LRESULT CALLBACK WndProc(HWND hwnd, UINT msg, 
    WPARAM wParam, LPARAM lParam) {
    
    switch(msg) {
  
      case WM_DESTROY:
      
          PostQuitMessage(0);
          break;
    }

    return DefWindowProcW(hwnd, msg, wParam, lParam);
}

We are going to explain the example code step by step.

#include <windows.h>

This is a header file for the C programming language. It contains all function declarations in the API, all common macros and all the data types. The Windows API is added to the C programming project by linking the necessary libraries—kernel32.lib, user32.lib, gdi32.lib—and by including the <windows.h> header file.

wc.style = CS_HREDRAW | CS_VREDRAW;

We set the window style here. The CS_HREDRAW and CS_VREDRAW flags mean that whenever there is a movement or size adjustment of the height or width of the window, the entire window is redrawn.

wc.cbClsExtra    = 0;
wc.cbWndExtra    = 0;

In our example, we do not use the additional bytes. So we set the members to zero. The most common use of those two attributes is window subclassing.

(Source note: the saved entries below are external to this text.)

//! engine
//!
//! Orchestrates one invocation: resolve the target, choose visibility,
//! check the branch, provision the remote, attach and push.
//!
//! # Architecture
//!
//! The engine owns ordering, not mechanics. Target grammar lives in
//! [`crate::core`], remote creation behind [`crate::forge::Provisioner`],
//! and local repository access behind [`crate::git::GitClient`]. Both
//! collaborators are injected, so the whole flow runs against mocks.
//!
//! # Invariants
//!
//! - All local validation happens before the first remote call
//! - At most one external call is in flight at any time
//! - No step is retried and nothing is rolled back

pub mod link;
pub mod runner;

pub use link::{AttachOutcome, LocalRepoLinker};
pub use runner::{create, CreateOptions};

use crate::core::target::TargetError;
use crate::core::visibility::VisibilityError;
use crate::forge::ForgeError;
use crate::git::GitError;
use crate::ui::output::Verbosity;

/// Execution context for commands.
///
/// Contains global settings derived from CLI flags that affect command behavior.
#[derive(Debug, Clone)]
pub struct Context {
    /// Debug logging enabled.
    pub debug: bool,
    /// Quiet mode (minimal output).
    pub quiet: bool,
    /// Interactive mode enabled.
    pub interactive: bool,
}

impl Default for Context {
    fn default() -> Self {
        Self {
            debug: false,
            quiet: false,
            interactive: true,
        }
    }
}

impl Context {
    pub fn verbosity(&self) -> Verbosity {
        Verbosity::from_flags(self.quiet, self.debug)
    }
}

/// Errors from engine operations.
#[derive(Debug, thiserror::Error)]
pub enum EngineError {
    #[error(transparent)]
    Target(#[from] TargetError),

    #[error(transparent)]
    Visibility(#[from] VisibilityError),

    #[error(transparent)]
    Git(#[from] GitError),

    #[error(transparent)]
    Forge(#[from] ForgeError),

    /// The async runtime could not be started.
    #[error("runtime error: {0}")]
    Runtime(String),
}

wc.lpszClassName = L"Window";

Window is a class name for this particular window type. We will use this class name when creating the window. The L character precedes wide strings.

wc.hInstance = hInstance;

We set the instance of our program.

wc.hbrBackground = GetSysColorBrush(COLOR_3DFACE);

Here we set the background brush. It is the colour that is used to paint the client area of the window.

wc.lpszMenuName  = NULL;

In our example, we do not create a menu.

wc.lpfnWndProc = WndProc;

We provide the window procedure for the window class.

wc.hCursor = LoadCursor(NULL, IDC_ARROW);

We set the cursor for our application. We load the cursor from system resources by using the LoadCursor() function. IDC_ARROW is a value for a standard arrow cursor.

wc.hIcon   = LoadIcon(NULL, IDI_APPLICATION);

We set the icon for our application. The icon is retrieved from system resources with the LoadIcon() function. IDI_APPLICATION is a value for a default application icon.

RegisterClassW(&wc);

We register the window class with the system.

ShowWindow(hwnd, nCmdShow);
UpdateWindow(hwnd);

These two lines show the window on the screen. The nCmdShow specifies how we display the window on the screen.

while (GetMessage(&msg, NULL, 0, 0)) {

  DispatchMessage(&msg);
}

This is the message loop. We receive messages from the message queue using the GetMessage() function and dispatch them to the window procedure using the DispatchMessage() function.

return (int) msg.wParam;

At the end of the application, the exit code is returned to the system.

switch(msg) {

  case WM_DESTROY:
  
    PostQuitMessage(0);
    break;
}

return DefWindowProcW(hwnd, msg, wParam, lParam);

In the window procedure, we react to the WM_DESTROY message. The PostQuitMessage() sends the WM_QUIT message to the message queue. All other messages are sent to the default processing using the DefWindowProcW() function.

A window
Figure: A window

In this part of the Windows API tutorial, we have created a basic window.